Activity:
Go through the entries below and return every line that contains "only".

----------------------------------------

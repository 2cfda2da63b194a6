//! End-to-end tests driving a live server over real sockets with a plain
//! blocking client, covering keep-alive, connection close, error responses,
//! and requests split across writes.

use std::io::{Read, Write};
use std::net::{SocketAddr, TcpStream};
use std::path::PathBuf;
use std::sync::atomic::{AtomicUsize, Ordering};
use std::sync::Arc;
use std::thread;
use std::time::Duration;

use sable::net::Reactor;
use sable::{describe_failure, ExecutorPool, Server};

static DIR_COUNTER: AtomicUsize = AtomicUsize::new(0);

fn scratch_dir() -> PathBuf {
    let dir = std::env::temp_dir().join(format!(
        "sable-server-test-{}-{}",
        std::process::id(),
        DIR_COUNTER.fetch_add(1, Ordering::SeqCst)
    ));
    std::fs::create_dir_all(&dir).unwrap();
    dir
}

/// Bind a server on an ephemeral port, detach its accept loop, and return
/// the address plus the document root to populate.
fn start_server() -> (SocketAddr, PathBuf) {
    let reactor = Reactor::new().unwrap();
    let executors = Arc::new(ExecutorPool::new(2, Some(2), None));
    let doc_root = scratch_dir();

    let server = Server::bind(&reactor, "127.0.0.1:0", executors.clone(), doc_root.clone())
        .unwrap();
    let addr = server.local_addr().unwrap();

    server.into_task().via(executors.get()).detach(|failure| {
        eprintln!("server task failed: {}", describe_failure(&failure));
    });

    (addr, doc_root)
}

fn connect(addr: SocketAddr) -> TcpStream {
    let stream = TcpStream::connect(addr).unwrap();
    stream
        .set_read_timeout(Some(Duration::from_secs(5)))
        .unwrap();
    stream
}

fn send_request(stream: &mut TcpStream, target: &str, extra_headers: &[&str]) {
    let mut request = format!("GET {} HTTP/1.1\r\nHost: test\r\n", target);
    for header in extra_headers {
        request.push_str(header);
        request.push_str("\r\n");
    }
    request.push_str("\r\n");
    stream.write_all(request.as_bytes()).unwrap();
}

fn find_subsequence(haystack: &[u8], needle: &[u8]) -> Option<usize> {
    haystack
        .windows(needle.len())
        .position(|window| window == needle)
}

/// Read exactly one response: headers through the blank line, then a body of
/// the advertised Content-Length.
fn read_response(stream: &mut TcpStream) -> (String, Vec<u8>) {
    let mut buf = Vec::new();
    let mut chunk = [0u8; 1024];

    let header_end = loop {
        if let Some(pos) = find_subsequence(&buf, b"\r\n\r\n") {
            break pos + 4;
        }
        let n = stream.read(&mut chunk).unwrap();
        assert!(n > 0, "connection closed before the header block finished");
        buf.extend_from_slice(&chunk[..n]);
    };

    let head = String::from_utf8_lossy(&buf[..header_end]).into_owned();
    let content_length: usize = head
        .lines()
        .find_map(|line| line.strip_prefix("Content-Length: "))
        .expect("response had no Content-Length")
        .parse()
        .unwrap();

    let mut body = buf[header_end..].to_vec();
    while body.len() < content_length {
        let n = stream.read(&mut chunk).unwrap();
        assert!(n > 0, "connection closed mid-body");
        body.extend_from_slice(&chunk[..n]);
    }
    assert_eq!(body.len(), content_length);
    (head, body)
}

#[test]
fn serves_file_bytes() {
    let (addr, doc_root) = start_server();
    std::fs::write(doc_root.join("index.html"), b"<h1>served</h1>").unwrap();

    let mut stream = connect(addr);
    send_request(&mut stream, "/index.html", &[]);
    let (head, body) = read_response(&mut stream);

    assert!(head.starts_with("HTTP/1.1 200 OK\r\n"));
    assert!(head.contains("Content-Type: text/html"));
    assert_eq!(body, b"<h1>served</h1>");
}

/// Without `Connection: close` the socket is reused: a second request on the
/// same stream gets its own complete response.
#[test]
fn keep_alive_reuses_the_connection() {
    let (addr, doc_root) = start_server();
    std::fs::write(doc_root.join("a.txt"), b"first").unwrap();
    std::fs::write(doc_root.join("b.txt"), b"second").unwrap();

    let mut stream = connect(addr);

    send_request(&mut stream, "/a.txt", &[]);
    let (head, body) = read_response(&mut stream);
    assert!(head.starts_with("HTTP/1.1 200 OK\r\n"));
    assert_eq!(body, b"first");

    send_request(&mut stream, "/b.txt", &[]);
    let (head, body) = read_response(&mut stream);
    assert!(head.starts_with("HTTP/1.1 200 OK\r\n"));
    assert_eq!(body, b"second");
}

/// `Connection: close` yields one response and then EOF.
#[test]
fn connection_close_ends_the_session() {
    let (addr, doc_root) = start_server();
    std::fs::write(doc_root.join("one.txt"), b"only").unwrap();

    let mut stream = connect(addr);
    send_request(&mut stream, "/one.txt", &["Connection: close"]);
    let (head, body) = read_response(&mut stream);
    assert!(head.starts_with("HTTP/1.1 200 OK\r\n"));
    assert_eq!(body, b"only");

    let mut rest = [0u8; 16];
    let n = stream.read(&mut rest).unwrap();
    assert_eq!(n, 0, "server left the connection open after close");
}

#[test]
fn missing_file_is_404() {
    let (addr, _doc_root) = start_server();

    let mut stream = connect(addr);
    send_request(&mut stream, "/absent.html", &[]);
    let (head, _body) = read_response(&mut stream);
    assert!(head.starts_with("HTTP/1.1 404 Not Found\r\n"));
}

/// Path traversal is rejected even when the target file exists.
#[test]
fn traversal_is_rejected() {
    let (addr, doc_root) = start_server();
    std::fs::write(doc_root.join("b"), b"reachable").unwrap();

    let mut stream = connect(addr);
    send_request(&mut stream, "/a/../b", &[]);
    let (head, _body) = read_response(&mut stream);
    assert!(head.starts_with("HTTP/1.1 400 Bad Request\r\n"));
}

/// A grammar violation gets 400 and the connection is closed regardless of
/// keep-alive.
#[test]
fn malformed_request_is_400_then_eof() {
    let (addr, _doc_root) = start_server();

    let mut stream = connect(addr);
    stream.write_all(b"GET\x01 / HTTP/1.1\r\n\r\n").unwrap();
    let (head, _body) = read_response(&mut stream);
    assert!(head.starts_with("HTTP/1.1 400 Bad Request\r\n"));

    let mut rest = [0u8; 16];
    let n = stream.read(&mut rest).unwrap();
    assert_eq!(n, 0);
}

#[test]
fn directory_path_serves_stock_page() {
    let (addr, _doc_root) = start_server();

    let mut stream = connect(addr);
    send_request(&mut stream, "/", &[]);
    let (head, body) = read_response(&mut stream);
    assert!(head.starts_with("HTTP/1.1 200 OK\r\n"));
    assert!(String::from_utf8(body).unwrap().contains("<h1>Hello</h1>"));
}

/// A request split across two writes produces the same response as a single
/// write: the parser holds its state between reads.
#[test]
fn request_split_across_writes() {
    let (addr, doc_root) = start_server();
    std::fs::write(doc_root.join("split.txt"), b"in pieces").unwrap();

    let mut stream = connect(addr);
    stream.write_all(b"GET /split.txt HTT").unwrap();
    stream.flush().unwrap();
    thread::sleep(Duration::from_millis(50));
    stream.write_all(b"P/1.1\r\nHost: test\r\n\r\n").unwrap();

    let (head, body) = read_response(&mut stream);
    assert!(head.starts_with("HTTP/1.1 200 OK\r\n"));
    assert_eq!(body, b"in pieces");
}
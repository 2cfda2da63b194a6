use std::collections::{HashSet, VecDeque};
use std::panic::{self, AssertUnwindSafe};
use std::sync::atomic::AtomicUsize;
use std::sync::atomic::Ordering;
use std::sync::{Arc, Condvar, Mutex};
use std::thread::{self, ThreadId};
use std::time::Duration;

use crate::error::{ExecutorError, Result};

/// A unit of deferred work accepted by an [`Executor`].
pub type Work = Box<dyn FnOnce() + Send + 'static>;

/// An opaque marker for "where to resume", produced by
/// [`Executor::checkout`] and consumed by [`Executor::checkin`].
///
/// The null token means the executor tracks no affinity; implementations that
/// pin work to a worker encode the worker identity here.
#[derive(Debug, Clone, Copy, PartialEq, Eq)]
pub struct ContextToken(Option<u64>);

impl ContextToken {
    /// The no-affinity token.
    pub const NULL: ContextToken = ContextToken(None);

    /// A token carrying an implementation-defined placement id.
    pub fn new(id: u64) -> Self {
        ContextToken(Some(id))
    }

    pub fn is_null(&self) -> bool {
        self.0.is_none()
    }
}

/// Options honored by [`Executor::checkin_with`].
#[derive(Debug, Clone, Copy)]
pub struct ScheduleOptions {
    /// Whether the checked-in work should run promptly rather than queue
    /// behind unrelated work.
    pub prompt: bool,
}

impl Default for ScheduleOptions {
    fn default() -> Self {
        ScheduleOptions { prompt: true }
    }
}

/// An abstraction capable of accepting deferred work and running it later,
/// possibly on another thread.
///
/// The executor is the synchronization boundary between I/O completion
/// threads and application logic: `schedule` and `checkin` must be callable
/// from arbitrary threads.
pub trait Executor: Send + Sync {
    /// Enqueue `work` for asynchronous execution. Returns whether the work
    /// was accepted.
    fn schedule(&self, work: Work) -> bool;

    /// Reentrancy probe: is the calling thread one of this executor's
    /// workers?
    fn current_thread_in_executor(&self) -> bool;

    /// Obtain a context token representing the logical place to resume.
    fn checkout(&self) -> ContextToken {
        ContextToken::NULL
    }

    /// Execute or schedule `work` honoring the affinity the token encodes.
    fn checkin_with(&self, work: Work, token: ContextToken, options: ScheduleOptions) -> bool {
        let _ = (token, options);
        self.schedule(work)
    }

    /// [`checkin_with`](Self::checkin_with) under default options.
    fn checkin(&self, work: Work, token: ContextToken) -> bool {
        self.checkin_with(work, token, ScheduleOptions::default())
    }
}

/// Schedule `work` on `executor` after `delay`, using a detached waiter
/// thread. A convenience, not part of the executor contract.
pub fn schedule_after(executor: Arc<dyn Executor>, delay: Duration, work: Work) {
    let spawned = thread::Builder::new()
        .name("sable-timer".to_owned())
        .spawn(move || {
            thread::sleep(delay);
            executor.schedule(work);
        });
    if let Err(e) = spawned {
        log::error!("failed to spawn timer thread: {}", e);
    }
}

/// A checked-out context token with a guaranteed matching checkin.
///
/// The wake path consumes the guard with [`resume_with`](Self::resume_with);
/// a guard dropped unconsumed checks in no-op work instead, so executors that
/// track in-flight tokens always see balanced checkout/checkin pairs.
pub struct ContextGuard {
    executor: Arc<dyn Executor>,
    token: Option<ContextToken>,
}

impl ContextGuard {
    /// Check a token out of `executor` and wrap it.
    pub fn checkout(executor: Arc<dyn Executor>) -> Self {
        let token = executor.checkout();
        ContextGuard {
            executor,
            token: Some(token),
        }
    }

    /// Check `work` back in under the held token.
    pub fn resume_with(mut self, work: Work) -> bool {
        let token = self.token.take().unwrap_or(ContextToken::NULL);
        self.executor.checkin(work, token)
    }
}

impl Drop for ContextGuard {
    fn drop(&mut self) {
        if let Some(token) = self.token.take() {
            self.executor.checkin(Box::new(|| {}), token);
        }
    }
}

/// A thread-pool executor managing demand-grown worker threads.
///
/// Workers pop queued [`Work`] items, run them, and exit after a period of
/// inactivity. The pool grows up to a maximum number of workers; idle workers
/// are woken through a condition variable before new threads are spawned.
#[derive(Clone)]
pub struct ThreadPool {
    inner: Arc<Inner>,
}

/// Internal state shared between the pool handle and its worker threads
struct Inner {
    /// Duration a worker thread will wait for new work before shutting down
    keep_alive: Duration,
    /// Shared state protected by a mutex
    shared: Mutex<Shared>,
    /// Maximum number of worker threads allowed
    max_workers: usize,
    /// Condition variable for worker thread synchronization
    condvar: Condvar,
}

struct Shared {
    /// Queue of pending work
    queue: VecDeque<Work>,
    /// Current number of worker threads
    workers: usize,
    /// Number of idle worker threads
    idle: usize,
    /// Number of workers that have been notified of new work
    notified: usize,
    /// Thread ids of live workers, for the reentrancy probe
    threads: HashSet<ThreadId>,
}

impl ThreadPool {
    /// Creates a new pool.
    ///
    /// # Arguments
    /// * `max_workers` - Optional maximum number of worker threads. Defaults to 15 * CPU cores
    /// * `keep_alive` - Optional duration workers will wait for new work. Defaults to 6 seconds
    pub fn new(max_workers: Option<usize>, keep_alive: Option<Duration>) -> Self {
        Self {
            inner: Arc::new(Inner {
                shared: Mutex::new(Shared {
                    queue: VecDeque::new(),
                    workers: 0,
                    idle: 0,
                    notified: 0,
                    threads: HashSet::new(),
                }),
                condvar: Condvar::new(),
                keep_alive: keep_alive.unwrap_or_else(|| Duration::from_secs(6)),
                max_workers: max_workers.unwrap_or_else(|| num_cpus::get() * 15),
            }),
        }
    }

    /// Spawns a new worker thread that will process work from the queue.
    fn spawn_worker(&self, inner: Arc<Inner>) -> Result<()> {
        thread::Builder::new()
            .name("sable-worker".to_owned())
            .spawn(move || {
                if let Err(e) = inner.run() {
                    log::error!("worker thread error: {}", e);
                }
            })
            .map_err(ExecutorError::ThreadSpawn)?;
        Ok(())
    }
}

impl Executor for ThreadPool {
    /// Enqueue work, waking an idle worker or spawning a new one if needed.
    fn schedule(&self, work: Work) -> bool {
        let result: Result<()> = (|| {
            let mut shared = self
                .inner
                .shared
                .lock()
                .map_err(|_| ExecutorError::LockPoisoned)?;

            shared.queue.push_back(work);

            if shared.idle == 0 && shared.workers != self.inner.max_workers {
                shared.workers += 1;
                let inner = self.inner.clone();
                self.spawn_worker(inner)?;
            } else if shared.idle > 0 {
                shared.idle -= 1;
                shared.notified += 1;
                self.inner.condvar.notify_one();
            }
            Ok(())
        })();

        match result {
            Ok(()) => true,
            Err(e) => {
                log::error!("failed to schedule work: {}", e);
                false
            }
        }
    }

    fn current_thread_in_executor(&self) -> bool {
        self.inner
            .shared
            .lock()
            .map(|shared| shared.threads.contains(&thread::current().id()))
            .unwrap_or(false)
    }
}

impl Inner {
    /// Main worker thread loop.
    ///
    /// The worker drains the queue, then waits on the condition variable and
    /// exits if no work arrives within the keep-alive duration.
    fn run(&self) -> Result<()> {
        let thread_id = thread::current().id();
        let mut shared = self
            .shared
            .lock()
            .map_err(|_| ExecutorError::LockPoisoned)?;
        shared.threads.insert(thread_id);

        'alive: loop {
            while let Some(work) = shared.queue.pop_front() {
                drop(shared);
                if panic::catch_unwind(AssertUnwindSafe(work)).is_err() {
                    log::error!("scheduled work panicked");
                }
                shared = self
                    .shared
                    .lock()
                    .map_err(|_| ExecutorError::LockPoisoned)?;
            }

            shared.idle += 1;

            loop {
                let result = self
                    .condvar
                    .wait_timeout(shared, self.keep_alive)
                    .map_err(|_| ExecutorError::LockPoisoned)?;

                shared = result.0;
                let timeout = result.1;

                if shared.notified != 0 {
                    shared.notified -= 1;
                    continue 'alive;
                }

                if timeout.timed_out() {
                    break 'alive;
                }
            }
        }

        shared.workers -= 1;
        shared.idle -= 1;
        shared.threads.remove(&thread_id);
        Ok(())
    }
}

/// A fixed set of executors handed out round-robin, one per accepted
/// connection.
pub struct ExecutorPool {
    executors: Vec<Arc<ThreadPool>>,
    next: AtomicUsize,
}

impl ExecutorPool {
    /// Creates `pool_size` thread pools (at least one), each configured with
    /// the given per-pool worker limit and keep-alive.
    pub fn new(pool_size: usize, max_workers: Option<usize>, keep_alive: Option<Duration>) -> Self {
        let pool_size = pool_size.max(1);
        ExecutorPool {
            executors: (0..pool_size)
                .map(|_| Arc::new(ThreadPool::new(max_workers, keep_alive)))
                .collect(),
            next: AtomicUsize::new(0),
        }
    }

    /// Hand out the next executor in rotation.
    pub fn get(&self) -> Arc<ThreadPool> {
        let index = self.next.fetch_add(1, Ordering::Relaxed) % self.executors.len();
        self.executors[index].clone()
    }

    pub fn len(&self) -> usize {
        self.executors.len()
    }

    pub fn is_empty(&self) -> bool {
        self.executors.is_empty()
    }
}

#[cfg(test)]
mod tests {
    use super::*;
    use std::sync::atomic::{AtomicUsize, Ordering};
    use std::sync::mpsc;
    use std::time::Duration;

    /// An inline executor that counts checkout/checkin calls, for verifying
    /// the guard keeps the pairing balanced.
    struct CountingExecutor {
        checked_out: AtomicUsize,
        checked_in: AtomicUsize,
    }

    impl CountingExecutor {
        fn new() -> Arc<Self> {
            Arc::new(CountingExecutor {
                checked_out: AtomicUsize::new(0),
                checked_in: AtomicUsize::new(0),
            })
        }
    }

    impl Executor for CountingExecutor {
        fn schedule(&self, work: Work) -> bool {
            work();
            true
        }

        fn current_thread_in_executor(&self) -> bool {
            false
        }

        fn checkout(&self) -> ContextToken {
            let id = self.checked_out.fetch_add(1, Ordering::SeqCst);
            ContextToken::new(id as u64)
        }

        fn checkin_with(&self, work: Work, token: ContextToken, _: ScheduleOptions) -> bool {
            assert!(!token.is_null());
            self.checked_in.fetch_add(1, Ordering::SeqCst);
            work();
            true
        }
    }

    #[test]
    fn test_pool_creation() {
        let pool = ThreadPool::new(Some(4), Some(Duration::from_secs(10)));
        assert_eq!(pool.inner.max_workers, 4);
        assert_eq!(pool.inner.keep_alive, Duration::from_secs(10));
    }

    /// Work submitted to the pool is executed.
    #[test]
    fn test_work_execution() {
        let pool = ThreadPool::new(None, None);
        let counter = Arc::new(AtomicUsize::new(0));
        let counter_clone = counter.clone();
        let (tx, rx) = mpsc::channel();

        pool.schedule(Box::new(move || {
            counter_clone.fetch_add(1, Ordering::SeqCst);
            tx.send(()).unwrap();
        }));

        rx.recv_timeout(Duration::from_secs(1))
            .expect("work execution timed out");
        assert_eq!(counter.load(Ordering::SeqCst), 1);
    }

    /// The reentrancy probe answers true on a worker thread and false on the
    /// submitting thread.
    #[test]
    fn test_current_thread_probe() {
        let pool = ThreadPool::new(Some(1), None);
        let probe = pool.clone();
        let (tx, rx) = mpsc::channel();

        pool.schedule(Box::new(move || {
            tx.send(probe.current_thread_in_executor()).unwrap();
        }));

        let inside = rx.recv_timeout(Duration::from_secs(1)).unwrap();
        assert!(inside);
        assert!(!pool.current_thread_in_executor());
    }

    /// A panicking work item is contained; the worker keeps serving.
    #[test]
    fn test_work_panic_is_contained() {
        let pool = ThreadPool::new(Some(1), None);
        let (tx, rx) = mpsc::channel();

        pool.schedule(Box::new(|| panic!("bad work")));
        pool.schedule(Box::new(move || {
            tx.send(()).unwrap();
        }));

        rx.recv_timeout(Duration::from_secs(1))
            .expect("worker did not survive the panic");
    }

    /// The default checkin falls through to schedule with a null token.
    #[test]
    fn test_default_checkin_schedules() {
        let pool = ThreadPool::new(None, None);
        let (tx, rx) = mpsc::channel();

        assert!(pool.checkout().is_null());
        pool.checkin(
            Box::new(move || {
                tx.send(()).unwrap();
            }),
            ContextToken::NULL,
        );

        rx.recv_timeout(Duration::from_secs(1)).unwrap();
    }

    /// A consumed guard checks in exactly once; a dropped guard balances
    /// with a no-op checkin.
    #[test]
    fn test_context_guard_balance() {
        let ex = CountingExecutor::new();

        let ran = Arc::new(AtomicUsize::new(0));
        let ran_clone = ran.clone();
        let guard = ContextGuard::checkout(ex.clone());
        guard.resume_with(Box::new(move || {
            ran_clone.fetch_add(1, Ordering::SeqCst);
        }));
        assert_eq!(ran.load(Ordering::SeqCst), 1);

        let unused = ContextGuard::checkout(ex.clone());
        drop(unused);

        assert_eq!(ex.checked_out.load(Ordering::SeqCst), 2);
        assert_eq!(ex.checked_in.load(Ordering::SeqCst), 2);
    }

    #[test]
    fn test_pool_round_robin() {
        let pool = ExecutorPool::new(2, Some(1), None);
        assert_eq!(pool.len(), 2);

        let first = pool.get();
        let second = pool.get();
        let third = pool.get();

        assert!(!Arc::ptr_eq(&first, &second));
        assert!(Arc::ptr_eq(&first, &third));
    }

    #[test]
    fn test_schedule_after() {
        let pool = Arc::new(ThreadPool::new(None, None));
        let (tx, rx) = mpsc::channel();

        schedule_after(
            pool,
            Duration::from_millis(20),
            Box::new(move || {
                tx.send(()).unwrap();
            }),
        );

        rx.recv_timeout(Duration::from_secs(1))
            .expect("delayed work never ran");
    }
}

----------------------------------------

Task answer:
    std::fs::write(doc_root.join("one.txt"), b"only").unwrap();
    assert_eq!(body, b"only");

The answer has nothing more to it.